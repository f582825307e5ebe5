use std::sync::Arc;

use crate::core::errors::{ErrorKind, PgpError};
use crate::core::models::operation_result::OperationResult;
use crate::core::services::key_registry::fetch_keys;
use crate::core::services::key_resolver::KeyResolver;
use crate::core::traits::backend::{BackendSession, CryptoBackend, Protocol, TrustPolicy};

/// Performs one encrypt or decrypt call against the backend and packages
/// the outcome as an `OperationResult`.
///
/// Calls never return `Err` and never retry. Each call opens its own
/// session, which is dropped on every exit path.
pub struct CryptoOperations<B: CryptoBackend> {
    backend: Arc<B>,
}

impl<B: CryptoBackend> CryptoOperations<B> {
    pub fn new(backend: Arc<B>) -> Self {
        Self { backend }
    }

    /// Open a session producing armored text.
    fn text_session(&self) -> Result<B::Session, String> {
        let mut session = self
            .backend
            .open_session(Protocol::OpenPgp)
            .map_err(|e| format!("could not open {} session: {e}", self.backend.name()))?;
        session.set_armor(true);
        session.set_text_mode(true);
        Ok(session)
    }

    /// Decrypt armored `input` with the key identified by `fingerprint`.
    ///
    /// The key is looked up directly by exact fingerprint before the
    /// backend is asked to decrypt. The plaintext is decoded as UTF-8,
    /// with invalid sequences replaced.
    pub fn decrypt(&self, input: &str, fingerprint: &str) -> OperationResult {
        let mut result = OperationResult::new();

        let mut session = match self.text_session() {
            Ok(session) => session,
            Err(e) => return result.fail(ErrorKind::BackendUnavailable, e),
        };

        if let Err(e) = session.key(fingerprint) {
            tracing::debug!(fingerprint, "decryption key lookup failed: {e}");
            return result.fail_key_not_found(
                fingerprint,
                format!("Error finding key '{fingerprint}': {}", e.message),
            );
        }
        result.mark_key_found();

        match session.decrypt(input.as_bytes()) {
            Ok(plaintext) => {
                tracing::debug!(fingerprint, bytes = plaintext.len(), "decrypted");
                result.succeed(String::from_utf8_lossy(&plaintext).into_owned())
            }
            Err(e) => result.fail(ErrorKind::DecryptionFailed, &e.message),
        }
    }

    /// Encrypt `input` to the key identified by `fingerprint`, or with a
    /// passphrase when `symmetric` is set.
    ///
    /// The asymmetric path lists keys matching `recipient_mail` and takes the
    /// first whose fingerprint matches exactly. If none does, the call fails
    /// with `KeyNotFound` without reaching the backend; a listing that cannot
    /// start fails with `KeyListingFailed`. Recipients are encrypted to with
    /// `TrustPolicy::AlwaysTrust`.
    ///
    /// The symmetric path never resolves a key, so `key_found` stays false
    /// even on success.
    pub fn encrypt(
        &self,
        input: &str,
        fingerprint: &str,
        recipient_mail: &str,
        symmetric: bool,
    ) -> OperationResult {
        if symmetric {
            return self.encrypt_symmetric(input);
        }

        let mut result = OperationResult::new();

        let candidates = match fetch_keys(self.backend.as_ref(), recipient_mail, false) {
            Ok(keys) => keys,
            Err(e) => {
                tracing::warn!(recipient_mail, "recipient listing failed: {e}");
                let reason = match e {
                    PgpError::KeyListingFailed { reason } => reason,
                    other => other.to_string(),
                };
                return result.fail(ErrorKind::KeyListingFailed, reason);
            }
        };
        let Some(recipient) = KeyResolver::find_by_fingerprint(candidates, fingerprint) else {
            return result.fail_key_not_found(
                fingerprint,
                format!(
                    "No key with fingerprint '{fingerprint}' matches recipient \
                     '{recipient_mail}'"
                ),
            );
        };
        result.mark_key_found();

        let mut session = match self.text_session() {
            Ok(session) => session,
            Err(e) => return result.fail(ErrorKind::BackendUnavailable, e),
        };

        match session.encrypt(
            std::slice::from_ref(&recipient),
            input.as_bytes(),
            TrustPolicy::AlwaysTrust,
        ) {
            Ok(ciphertext) => {
                tracing::debug!(fingerprint, bytes = ciphertext.len(), "encrypted");
                result.succeed(String::from_utf8_lossy(&ciphertext).into_owned())
            }
            Err(e) => result.fail(ErrorKind::EncryptionFailed, &e.message),
        }
    }

    fn encrypt_symmetric(&self, input: &str) -> OperationResult {
        let result = OperationResult::new();

        let mut session = match self.text_session() {
            Ok(session) => session,
            Err(e) => return result.fail(ErrorKind::BackendUnavailable, e),
        };

        match session.encrypt_symmetric(input.as_bytes()) {
            Ok(ciphertext) => {
                tracing::debug!(bytes = ciphertext.len(), "encrypted symmetrically");
                result.succeed(String::from_utf8_lossy(&ciphertext).into_owned())
            }
            Err(e) => result.fail(
                ErrorKind::EncryptionFailed,
                format!("symmetric encryption: {}", e.message),
            ),
        }
    }
}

---

■ WHAT NEEDS TO BE DONE
The entries above must be transcribed word for word.

■ SOLUTION TO THIS PROBLEM
repository f582825307e5ebe5
use std::sync::Arc;

use crate::core::errors::{ErrorKind, PgpError};
use crate::core::models::operation_result::OperationResult;
use crate::core::services::key_registry::fetch_keys;
use crate::core::services::key_resolver::KeyResolver;
use crate::core::traits::backend::{BackendSession, CryptoBackend, Protocol, TrustPolicy};

/// Performs one encrypt or decrypt call against the backend and packages
/// the outcome as an `OperationResult`.
///
/// Calls never return `Err` and never retry. Each call opens its own
/// session, which is dropped on every exit path.
pub struct CryptoOperations<B: CryptoBackend> {
    backend: Arc<B>,
}

impl<B: CryptoBackend> CryptoOperations<B> {
    pub fn new(backend: Arc<B>) -> Self {
        Self { backend }
    }

    /// Open a session producing armored text.
    fn text_session(&self) -> Result<B::Session, String> {
        let mut session = self
            .backend
            .open_session(Protocol::OpenPgp)
            .map_err(|e| format!("could not open {} session: {e}", self.backend.name()))?;
        session.set_armor(true);
        session.set_text_mode(true);
        Ok(session)
    }

    /// Decrypt armored `input` with the key identified by `fingerprint`.
    ///
    /// The key is looked up directly by exact fingerprint before the
    /// backend is asked to decrypt. The plaintext is decoded as UTF-8,
    /// with invalid sequences replaced.
    pub fn decrypt(&self, input: &str, fingerprint: &str) -> OperationResult {
        let mut result = OperationResult::new();

        let mut session = match self.text_session() {
            Ok(session) => session,
            Err(e) => return result.fail(ErrorKind::BackendUnavailable, e),
        };

        if let Err(e) = session.key(fingerprint) {
            tracing::debug!(fingerprint, "decryption key lookup failed: {e}");
            return result.fail_key_not_found(
                fingerprint,
                format!("Error finding key '{fingerprint}': {}", e.message),
            );
        }
        result.mark_key_found();

        match session.decrypt(input.as_bytes()) {
            Ok(plaintext) => {
                tracing::debug!(fingerprint, bytes = plaintext.len(), "decrypted");
                result.succeed(String::from_utf8_lossy(&plaintext).into_owned())
            }
            Err(e) => result.fail(ErrorKind::DecryptionFailed, &e.message),
        }
    }

    /// Encrypt `input` to the key identified by `fingerprint`, or with a
    /// passphrase when `symmetric` is set.
    ///
    /// The asymmetric path lists keys matching `recipient_mail` and takes the
    /// first whose fingerprint matches exactly. If none does, the call fails
    /// with `KeyNotFound` without reaching the backend; a listing that cannot
    /// start fails with `KeyListingFailed`. Recipients are encrypted to with
    /// `TrustPolicy::AlwaysTrust`.
    ///
    /// The symmetric path never resolves a key, so `key_found` stays false
    /// even on success.
    pub fn encrypt(
        &self,
        input: &str,
        fingerprint: &str,
        recipient_mail: &str,
        symmetric: bool,
    ) -> OperationResult {
        if symmetric {
            return self.encrypt_symmetric(input);
        }

        let mut result = OperationResult::new();

        let candidates = match fetch_keys(self.backend.as_ref(), recipient_mail, false) {
            Ok(keys) => keys,
            Err(e) => {
                tracing::warn!(recipient_mail, "recipient listing failed: {e}");
                let reason = match e {
                    PgpError::KeyListingFailed { reason } => reason,
                    other => other.to_string(),
                };
                return result.fail(ErrorKind::KeyListingFailed, reason);
            }
        };
        let Some(recipient) = KeyResolver::find_by_fingerprint(candidates, fingerprint) else {
            return result.fail_key_not_found(
                fingerprint,
                format!(
                    "No key with fingerprint '{fingerprint}' matches recipient \
                     '{recipient_mail}'"
                ),
            );
        };
        result.mark_key_found();

        let mut session = match self.text_session() {
            Ok(session) => session,
            Err(e) => return result.fail(ErrorKind::BackendUnavailable, e),
        };

        match session.encrypt(
            std::slice::from_ref(&recipient),
            input.as_bytes(),
            TrustPolicy::AlwaysTrust,
        ) {
            Ok(ciphertext) => {
                tracing::debug!(fingerprint, bytes = ciphertext.len(), "encrypted");
                result.succeed(String::from_utf8_lossy(&ciphertext).into_owned())
            }
            Err(e) => result.fail(ErrorKind::EncryptionFailed, &e.message),
        }
    }

    fn encrypt_symmetric(&self, input: &str) -> OperationResult {
        let result = OperationResult::new();

        let mut session = match self.text_session() {
            Ok(session) => session,
            Err(e) => return result.fail(ErrorKind::BackendUnavailable, e),
        };

        match session.encrypt_symmetric(input.as_bytes()) {
            Ok(ciphertext) => {
                tracing::debug!(bytes = ciphertext.len(), "encrypted symmetrically");
                result.succeed(String::from_utf8_lossy(&ciphertext).into_owned())
            }
            Err(e) => result.fail(
                ErrorKind::EncryptionFailed,
                format!("symmetric encryption: {}", e.message),
            ),
        }
    }
}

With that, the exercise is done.